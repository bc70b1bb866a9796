// End-to-end searches over small rings.
mod common;

use constituency_search::{evolve, is_contiguous, reward, RewardWeights, SearchConfig, Termination};

#[test]
fn every_single_flip_on_a_four_ring_is_gated_to_zero() {
    // A-B-C-D-A split 2/2: any flip leaves a region of one unit.
    // The flip budget stops the search after the first generation.
    let initial = common::ring(4, 2, 1_000);
    let config = SearchConfig::new(1, 4, 2).with_keep(3).with_seed(3).with_max_flips(4);
    let outcome = evolve(&initial, &config).unwrap();

    assert_eq!(outcome.termination, Termination::FlipBudget);
    assert_eq!(outcome.offspring_evaluated, 4);
    assert_eq!(outcome.best.len(), 2);
    for (configuration, score) in &outcome.best {
        assert_eq!(*score, 0.0);
        assert!(!is_contiguous(configuration));
    }
}

#[test]
fn four_ring_recovers_contiguity_one_level_down() {
    // From a 1/3 split the only eligible flips either absorb the single unit
    // or restore a 2/2 split, so every second-generation offspring is contiguous.
    let initial = common::ring(4, 2, 1_000);
    let config = SearchConfig::new(1, 4, 2).with_keep(3).with_seed(3);
    let outcome = evolve(&initial, &config).unwrap();

    assert_eq!(outcome.termination, Termination::Completed);
    let (best, score) = &outcome.best[0];
    assert!(*score > 0.0);
    assert!(is_contiguous(best));
    assert_eq!(best.history().len(), 2);
}

#[test]
fn six_ring_search_returns_only_contiguous_configurations() {
    let initial = common::ring(6, 3, 1_000);
    let config = SearchConfig::new(1, 4, 2).with_keep(2).with_seed(17);
    let outcome = evolve(&initial, &config).unwrap();

    assert_eq!(outcome.best.len(), 2);
    for (configuration, score) in &outcome.best {
        assert!(*score > 0.0);
        assert!(is_contiguous(configuration));
        assert!(configuration.is_globally_contiguous());
        assert_eq!(*score, reward(configuration, &config.weights));
    }
    let scores = outcome.best.iter().map(|&(_, score)| score).collect::<Vec<_>>();
    assert!(scores.windows(2).all(|pair| pair[0] >= pair[1]));
}

#[test]
fn continuity_prefers_fewer_changes() {
    // With SER integral everywhere and no county misalignment, fewer flips score higher.
    let initial = common::ring(6, 3, 29_800);
    let weights = RewardWeights::default();
    let config = SearchConfig::new(1, 4, 2).with_keep(1).with_seed(5).with_weights(weights);
    let outcome = evolve(&initial, &config).unwrap();

    let (best, score) = &outcome.best[0];
    assert_eq!(best.history().len(), 1);
    assert_eq!(*score, reward(best, &weights));
}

:::

# [TASK GOAL]
Every entry should be given again exactly as written.

# [WRITTEN RESPONSE]
repository bc70b1bb866a9796
// End-to-end searches over small rings.
mod common;

use constituency_search::{evolve, is_contiguous, reward, RewardWeights, SearchConfig, Termination};

#[test]
fn every_single_flip_on_a_four_ring_is_gated_to_zero() {
    // A-B-C-D-A split 2/2: any flip leaves a region of one unit.
    // The flip budget stops the search after the first generation.
    let initial = common::ring(4, 2, 1_000);
    let config = SearchConfig::new(1, 4, 2).with_keep(3).with_seed(3).with_max_flips(4);
    let outcome = evolve(&initial, &config).unwrap();

    assert_eq!(outcome.termination, Termination::FlipBudget);
    assert_eq!(outcome.offspring_evaluated, 4);
    assert_eq!(outcome.best.len(), 2);
    for (configuration, score) in &outcome.best {
        assert_eq!(*score, 0.0);
        assert!(!is_contiguous(configuration));
    }
}

#[test]
fn four_ring_recovers_contiguity_one_level_down() {
    // From a 1/3 split the only eligible flips either absorb the single unit
    // or restore a 2/2 split, so every second-generation offspring is contiguous.
    let initial = common::ring(4, 2, 1_000);
    let config = SearchConfig::new(1, 4, 2).with_keep(3).with_seed(3);
    let outcome = evolve(&initial, &config).unwrap();

    assert_eq!(outcome.termination, Termination::Completed);
    let (best, score) = &outcome.best[0];
    assert!(*score > 0.0);
    assert!(is_contiguous(best));
    assert_eq!(best.history().len(), 2);
}

#[test]
fn six_ring_search_returns_only_contiguous_configurations() {
    let initial = common::ring(6, 3, 1_000);
    let config = SearchConfig::new(1, 4, 2).with_keep(2).with_seed(17);
    let outcome = evolve(&initial, &config).unwrap();

    assert_eq!(outcome.best.len(), 2);
    for (configuration, score) in &outcome.best {
        assert!(*score > 0.0);
        assert!(is_contiguous(configuration));
        assert!(configuration.is_globally_contiguous());
        assert_eq!(*score, reward(configuration, &config.weights));
    }
    let scores = outcome.best.iter().map(|&(_, score)| score).collect::<Vec<_>>();
    assert!(scores.windows(2).all(|pair| pair[0] >= pair[1]));
}

#[test]
fn continuity_prefers_fewer_changes() {
    // With SER integral everywhere and no county misalignment, fewer flips score higher.
    let initial = common::ring(6, 3, 29_800);
    let weights = RewardWeights::default();
    let config = SearchConfig::new(1, 4, 2).with_keep(1).with_seed(5).with_weights(weights);
    let outcome = evolve(&initial, &config).unwrap();

    let (best, score) = &outcome.best[0];
    assert_eq!(best.history().len(), 1);
    assert_eq!(*score, reward(best, &weights));
}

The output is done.